Exercise directions
The line with "both lower bounds" marks where to begin. Please copy it and each line after it to the end of the records below, exactly.
*** Recorded data ***
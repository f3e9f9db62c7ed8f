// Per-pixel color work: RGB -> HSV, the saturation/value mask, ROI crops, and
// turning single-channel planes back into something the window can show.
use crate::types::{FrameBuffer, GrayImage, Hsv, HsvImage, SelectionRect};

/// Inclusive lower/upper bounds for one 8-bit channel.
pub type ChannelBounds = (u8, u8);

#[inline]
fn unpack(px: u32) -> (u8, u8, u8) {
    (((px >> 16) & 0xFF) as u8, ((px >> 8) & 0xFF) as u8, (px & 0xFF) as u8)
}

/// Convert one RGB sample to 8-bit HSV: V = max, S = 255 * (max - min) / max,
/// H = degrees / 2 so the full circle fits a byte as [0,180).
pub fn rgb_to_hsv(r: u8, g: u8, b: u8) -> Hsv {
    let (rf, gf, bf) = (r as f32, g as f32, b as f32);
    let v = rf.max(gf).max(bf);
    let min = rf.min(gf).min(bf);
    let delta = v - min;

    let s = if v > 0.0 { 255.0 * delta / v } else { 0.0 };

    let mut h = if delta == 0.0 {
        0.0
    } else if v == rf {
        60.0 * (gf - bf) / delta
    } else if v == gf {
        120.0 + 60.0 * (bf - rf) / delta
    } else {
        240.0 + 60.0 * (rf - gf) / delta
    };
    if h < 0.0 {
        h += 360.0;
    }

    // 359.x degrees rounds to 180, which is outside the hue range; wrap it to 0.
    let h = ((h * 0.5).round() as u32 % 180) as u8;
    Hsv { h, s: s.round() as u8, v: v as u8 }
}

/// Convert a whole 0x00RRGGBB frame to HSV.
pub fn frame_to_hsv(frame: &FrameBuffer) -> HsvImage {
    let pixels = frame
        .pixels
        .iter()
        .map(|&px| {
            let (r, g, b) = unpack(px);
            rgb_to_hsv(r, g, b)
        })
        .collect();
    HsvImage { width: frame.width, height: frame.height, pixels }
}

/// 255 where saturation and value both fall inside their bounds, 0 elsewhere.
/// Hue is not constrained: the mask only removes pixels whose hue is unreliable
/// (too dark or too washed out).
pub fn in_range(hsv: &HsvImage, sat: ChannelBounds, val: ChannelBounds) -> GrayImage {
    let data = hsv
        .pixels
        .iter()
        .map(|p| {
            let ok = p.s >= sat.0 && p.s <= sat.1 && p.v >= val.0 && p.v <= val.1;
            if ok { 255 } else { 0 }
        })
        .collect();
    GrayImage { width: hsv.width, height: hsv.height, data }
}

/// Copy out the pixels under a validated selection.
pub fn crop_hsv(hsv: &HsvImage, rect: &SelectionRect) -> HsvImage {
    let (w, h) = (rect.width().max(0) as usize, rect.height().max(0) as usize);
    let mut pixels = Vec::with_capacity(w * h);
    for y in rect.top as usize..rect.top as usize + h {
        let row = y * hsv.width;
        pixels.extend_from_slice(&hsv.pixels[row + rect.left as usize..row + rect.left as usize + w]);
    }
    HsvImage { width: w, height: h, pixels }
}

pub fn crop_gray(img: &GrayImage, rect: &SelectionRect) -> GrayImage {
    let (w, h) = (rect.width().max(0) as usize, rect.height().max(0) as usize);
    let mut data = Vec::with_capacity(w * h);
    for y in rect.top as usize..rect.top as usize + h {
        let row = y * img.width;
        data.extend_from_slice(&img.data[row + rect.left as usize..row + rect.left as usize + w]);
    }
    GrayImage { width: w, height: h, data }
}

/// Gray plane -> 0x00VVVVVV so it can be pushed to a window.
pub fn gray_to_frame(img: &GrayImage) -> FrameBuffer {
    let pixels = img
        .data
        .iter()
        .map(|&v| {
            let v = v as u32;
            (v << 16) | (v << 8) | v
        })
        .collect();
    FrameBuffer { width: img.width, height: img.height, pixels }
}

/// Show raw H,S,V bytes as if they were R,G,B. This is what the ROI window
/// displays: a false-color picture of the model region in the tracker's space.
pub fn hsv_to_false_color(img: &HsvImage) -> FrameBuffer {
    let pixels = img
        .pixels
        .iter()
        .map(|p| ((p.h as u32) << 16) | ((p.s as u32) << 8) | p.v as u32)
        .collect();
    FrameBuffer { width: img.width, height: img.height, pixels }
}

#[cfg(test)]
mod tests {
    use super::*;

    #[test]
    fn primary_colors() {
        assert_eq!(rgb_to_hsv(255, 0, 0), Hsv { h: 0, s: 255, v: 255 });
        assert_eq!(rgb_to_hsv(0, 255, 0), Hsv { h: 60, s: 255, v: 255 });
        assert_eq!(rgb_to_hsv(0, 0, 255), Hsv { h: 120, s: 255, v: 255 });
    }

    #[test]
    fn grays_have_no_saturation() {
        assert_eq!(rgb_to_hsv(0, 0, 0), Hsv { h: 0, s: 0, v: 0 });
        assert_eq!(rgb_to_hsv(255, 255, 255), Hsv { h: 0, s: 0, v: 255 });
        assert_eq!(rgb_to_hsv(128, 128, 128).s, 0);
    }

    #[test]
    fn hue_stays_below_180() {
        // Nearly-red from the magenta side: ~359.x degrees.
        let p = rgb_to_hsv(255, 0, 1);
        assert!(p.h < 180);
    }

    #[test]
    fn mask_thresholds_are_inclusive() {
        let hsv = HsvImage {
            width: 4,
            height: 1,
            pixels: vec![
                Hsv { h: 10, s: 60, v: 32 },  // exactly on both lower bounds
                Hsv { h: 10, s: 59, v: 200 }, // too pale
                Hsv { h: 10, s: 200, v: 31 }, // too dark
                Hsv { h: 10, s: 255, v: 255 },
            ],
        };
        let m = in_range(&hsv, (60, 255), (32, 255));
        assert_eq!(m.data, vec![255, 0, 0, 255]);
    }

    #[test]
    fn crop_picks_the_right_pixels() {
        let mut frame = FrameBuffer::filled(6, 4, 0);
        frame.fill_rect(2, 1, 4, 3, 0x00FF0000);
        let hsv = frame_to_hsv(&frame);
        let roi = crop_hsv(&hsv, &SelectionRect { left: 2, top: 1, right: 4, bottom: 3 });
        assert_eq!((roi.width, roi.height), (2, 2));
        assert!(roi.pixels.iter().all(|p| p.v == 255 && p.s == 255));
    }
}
*** End of Recorded data ***
Solution for this task
                Hsv { h: 10, s: 60, v: 32 },  // exactly on both lower bounds
                Hsv { h: 10, s: 59, v: 200 }, // too pale
                Hsv { h: 10, s: 200, v: 31 }, // too dark
                Hsv { h: 10, s: 255, v: 255 },
            ],
        };
        let m = in_range(&hsv, (60, 255), (32, 255));
        assert_eq!(m.data, vec![255, 0, 0, 255]);
    }

    #[test]
    fn crop_picks_the_right_pixels() {
        let mut frame = FrameBuffer::filled(6, 4, 0);
        frame.fill_rect(2, 1, 4, 3, 0x00FF0000);
        let hsv = frame_to_hsv(&frame);
        let roi = crop_hsv(&hsv, &SelectionRect { left: 2, top: 1, right: 4, bottom: 3 });
        assert_eq!((roi.width, roi.height), (2, 2));
        assert!(roi.pixels.iter().all(|p| p.v == 255 && p.s == 255));
    }
}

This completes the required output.